Every line below should be repeated exactly as written.

* * * * * * * * *

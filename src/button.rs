//! Button press classification and the loop that applies it.

use std::{
    sync::Arc,
    time::{Duration, Instant},
};

use anyhow::{Context, Result};
use log::{debug, info};

use crate::{
    app_state::AppState,
    input::{EdgeSource, KeyEdge, KeyEvent, SourceOpener},
    task_manager::ControlLoop,
};

/// A completed press, with how long the button was held.
#[derive(Debug, Clone, Copy, PartialEq, Eq)]
pub enum Press {
    Short(Duration),
    Long(Duration),
}

/// Pairs down and up edges and classifies them by hold time.
///
/// A second down edge while pressed keeps the first timestamp; an up edge
/// without a preceding down is dropped.
#[derive(Debug, Clone)]
pub struct PressClassifier {
    threshold: Duration,
    pressed_at: Option<Instant>,
}

impl PressClassifier {
    pub fn new(threshold: Duration) -> Self {
        Self {
            threshold,
            pressed_at: None,
        }
    }

    pub fn is_pressed(&self) -> bool {
        self.pressed_at.is_some()
    }

    /// Feeds one edge; returns the press it completes, if any.
    pub fn on_edge(&mut self, event: &KeyEvent) -> Option<Press> {
        match event.edge {
            KeyEdge::Down => {
                self.pressed_at.get_or_insert(event.at);
                None
            }
            KeyEdge::Up => {
                let down = self.pressed_at.take()?;
                let held = event.at.saturating_duration_since(down);
                Some(if held < self.threshold {
                    Press::Short(held)
                } else {
                    Press::Long(held)
                })
            }
        }
    }
}

/// Applies classified presses to the shared state.
struct PressHandler {
    state: Arc<AppState>,
    classifier: PressClassifier,
}

impl PressHandler {
    /// Reads edges until the state stops running.
    fn watch(&mut self, source: &mut dyn EdgeSource, input_wait: Duration) -> Result<()> {
        while self.state.is_running() {
            let events = source
                .next_edges(input_wait)
                .context("Waiting for button input failed")?;
            for event in &events {
                // Edges queued behind a stop are not applied.
                if !self.state.is_running() {
                    break;
                }
                if let Some(press) = self.classifier.on_edge(event) {
                    self.apply(press);
                }
            }
        }
        Ok(())
    }

    fn apply(&self, press: Press) {
        match press {
            Press::Short(held) => {
                let index = self.state.advance_trigger();
                info!(
                    "Short press detected ({} ms), trigger index now {index}",
                    held.as_millis()
                );
            }
            Press::Long(held) => {
                info!("Long press detected ({} ms), stopping", held.as_millis());
                if !self.state.request_stop() {
                    debug!("Stop was already requested");
                }
            }
        }
    }
}

/// Turns button presses into state changes: a short press advances the
/// trigger, a long press stops the daemon.
///
/// The input devices are opened on the loop's own thread and closed when the
/// loop returns, whatever the exit path.
pub struct ButtonMonitor {
    handler: PressHandler,
    input_wait: Duration,
    open: SourceOpener,
}

impl ButtonMonitor {
    pub fn new(
        state: Arc<AppState>,
        threshold: Duration,
        input_wait: Duration,
        open: SourceOpener,
    ) -> Self {
        Self {
            handler: PressHandler {
                state,
                classifier: PressClassifier::new(threshold),
            },
            input_wait,
            open,
        }
    }
}

impl ControlLoop for ButtonMonitor {
    fn name(&self) -> &'static str {
        "ButtonMonitor"
    }

    fn run(self: Box<Self>) -> Result<()> {
        let ButtonMonitor {
            mut handler,
            input_wait,
            open,
        } = *self;
        let mut source = open().context("Failed to open input devices")?;

        let result = handler.watch(source.as_mut(), input_wait);
        drop(source);
        info!("Monitoring button events ended");
        result
    }
}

* * * * * * * * *

Written solution
filename src/button.rs
//! Button press classification and the loop that applies it.

use std::{
    sync::Arc,
    time::{Duration, Instant},
};

use anyhow::{Context, Result};
use log::{debug, info};

use crate::{
    app_state::AppState,
    input::{EdgeSource, KeyEdge, KeyEvent, SourceOpener},
    task_manager::ControlLoop,
};

/// A completed press, with how long the button was held.
#[derive(Debug, Clone, Copy, PartialEq, Eq)]
pub enum Press {
    Short(Duration),
    Long(Duration),
}

/// Pairs down and up edges and classifies them by hold time.
///
/// A second down edge while pressed keeps the first timestamp; an up edge
/// without a preceding down is dropped.
#[derive(Debug, Clone)]
pub struct PressClassifier {
    threshold: Duration,
    pressed_at: Option<Instant>,
}

impl PressClassifier {
    pub fn new(threshold: Duration) -> Self {
        Self {
            threshold,
            pressed_at: None,
        }
    }

    pub fn is_pressed(&self) -> bool {
        self.pressed_at.is_some()
    }

    /// Feeds one edge; returns the press it completes, if any.
    pub fn on_edge(&mut self, event: &KeyEvent) -> Option<Press> {
        match event.edge {
            KeyEdge::Down => {
                self.pressed_at.get_or_insert(event.at);
                None
            }
            KeyEdge::Up => {
                let down = self.pressed_at.take()?;
                let held = event.at.saturating_duration_since(down);
                Some(if held < self.threshold {
                    Press::Short(held)
                } else {
                    Press::Long(held)
                })
            }
        }
    }
}

/// Applies classified presses to the shared state.
struct PressHandler {
    state: Arc<AppState>,
    classifier: PressClassifier,
}

impl PressHandler {
    /// Reads edges until the state stops running.
    fn watch(&mut self, source: &mut dyn EdgeSource, input_wait: Duration) -> Result<()> {
        while self.state.is_running() {
            let events = source
                .next_edges(input_wait)
                .context("Waiting for button input failed")?;
            for event in &events {
                // Edges queued behind a stop are not applied.
                if !self.state.is_running() {
                    break;
                }
                if let Some(press) = self.classifier.on_edge(event) {
                    self.apply(press);
                }
            }
        }
        Ok(())
    }

    fn apply(&self, press: Press) {
        match press {
            Press::Short(held) => {
                let index = self.state.advance_trigger();
                info!(
                    "Short press detected ({} ms), trigger index now {index}",
                    held.as_millis()
                );
            }
            Press::Long(held) => {
                info!("Long press detected ({} ms), stopping", held.as_millis());
                if !self.state.request_stop() {
                    debug!("Stop was already requested");
                }
            }
        }
    }
}

/// Turns button presses into state changes: a short press advances the
/// trigger, a long press stops the daemon.
///
/// The input devices are opened on the loop's own thread and closed when the
/// loop returns, whatever the exit path.
pub struct ButtonMonitor {
    handler: PressHandler,
    input_wait: Duration,
    open: SourceOpener,
}

impl ButtonMonitor {
    pub fn new(
        state: Arc<AppState>,
        threshold: Duration,
        input_wait: Duration,
        open: SourceOpener,
    ) -> Self {
        Self {
            handler: PressHandler {
                state,
                classifier: PressClassifier::new(threshold),
            },
            input_wait,
            open,
        }
    }
}

impl ControlLoop for ButtonMonitor {
    fn name(&self) -> &'static str {
        "ButtonMonitor"
    }

    fn run(self: Box<Self>) -> Result<()> {
        let ButtonMonitor {
            mut handler,
            input_wait,
            open,
        } = *self;
        let mut source = open().context("Failed to open input devices")?;

        let result = handler.watch(source.as_mut(), input_wait);
        drop(source);
        info!("Monitoring button events ended");
        result
    }
}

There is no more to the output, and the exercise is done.